Une maîtrise complète viendrait avec le temps ; mais il pouvait déjà comprendre pourquoi les Pyrrusiens ne se séparaient jamais de leur pistolet. C’eût été s’arracher une partie de leur propre corps. Le déplacement du pistolet de l’étui à la main était trop rapide pour qu’on pût le détecter. Il était certainement plus rapide que le courant neuronique qui mettait la main en position de tir. C’était comme un éclair de foudre au bout des doigts. Pointez un doigt et blamm, c’est l’explosion.

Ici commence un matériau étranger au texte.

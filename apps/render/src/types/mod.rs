// This Source Code Form is subject to the terms of the Mozilla Public
// License, v. 2.0. If a copy of the MPL was not distributed with this
// file, You can obtain one at https://mozilla.org/MPL/2.0/.

//! Type definitions for command inputs and outputs.

mod request;
mod response;

pub use request::FigureRequest;
pub use response::{PageData, TabInfo};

Brucco avait laissé Jason s’entraîner seul. Lorsque sa main douloureuse ne put en supporter davantage, il s’arrêta et retourna dans sa chambre. Au moment de bifurquer dans un couloir, il entr’aperçut une silhouette familière qui s’éloignait de lui.

— Méta ! Attendez-moi une seconde ! Je voudrais vous parler.

Elle se retourna impatiemment pendant qu’il traînait les pieds vers elle, allant aussi vite qu’il le pouvait malgré la pesanteur. Elle était entièrement différente de la jeune fille qu’il avait rencontrée sur le vaisseau. De lourdes bottes lui montaient jusqu’aux genoux, son corps était perdu dans une épaisse combinaison qui semblait faite d’un tissu métallique. La taille fine disparaissait sous une ceinture de boîtes. Même son expression était froide et distante.

— Vous m’avez manqué, dit-il. Je ne savais pas que vous étiez dans ce bâtiment.

Il tendit la main vers elle, mais elle s’en éloigna.

— Que voulez-vous ?

— Ce que je veux ? Répéta-t-il avec une colère mal dissimulée. Je suis Jason, vous vous souvenez ? Nous sommes amis. Il est permis à des amis de bavarder sans « vouloir » quelque chose.

— Ce qui s’est passé dans le vaisseau n’a rien à voir avec ce qui se passe sur Pyrrus. (Elle recommença à marcher impatiemment tout en parlant.) J’ai terminé mon reconditionnement et dois reprendre mon travail. Vous allez rester dans ce bâtiment étanche et je ne vous verrai plus. Restez donc avec les autres enfants. Et n’essayez pas de sortir, nous avons un certain nombre de choses à régler.

Il commit l’erreur d’avancer la main pour l’arrêter. Il ne sut jamais vraiment ce qui se passa ensuite. L’instant d’avant il était debout et il se retrouva étalé sur le sol. Son épaule lui faisait mal, et Méta avait disparu dans le couloir.

Retournant en boitillant dans sa chambre, il grommela des jurons à voix basse. Il se laissa tomber sur son lit dur comme la pierre et essaya de se souvenir des raisons qui l’avaient amené ici. Il pensa à la torture perpétuelle de la double pesanteur, aux rêves angoissés, au mépris automatique de ces gens pour tous ceux qui venaient de l’extérieur. Il décida qu’il s’était suffisamment penché sur son triste sort. Selon les normes de Pyrrus, il était effectivement faible et sans soutien. S’il voulait qu’ils aient une meilleure opinion de lui, il lui faudrait changer beaucoup.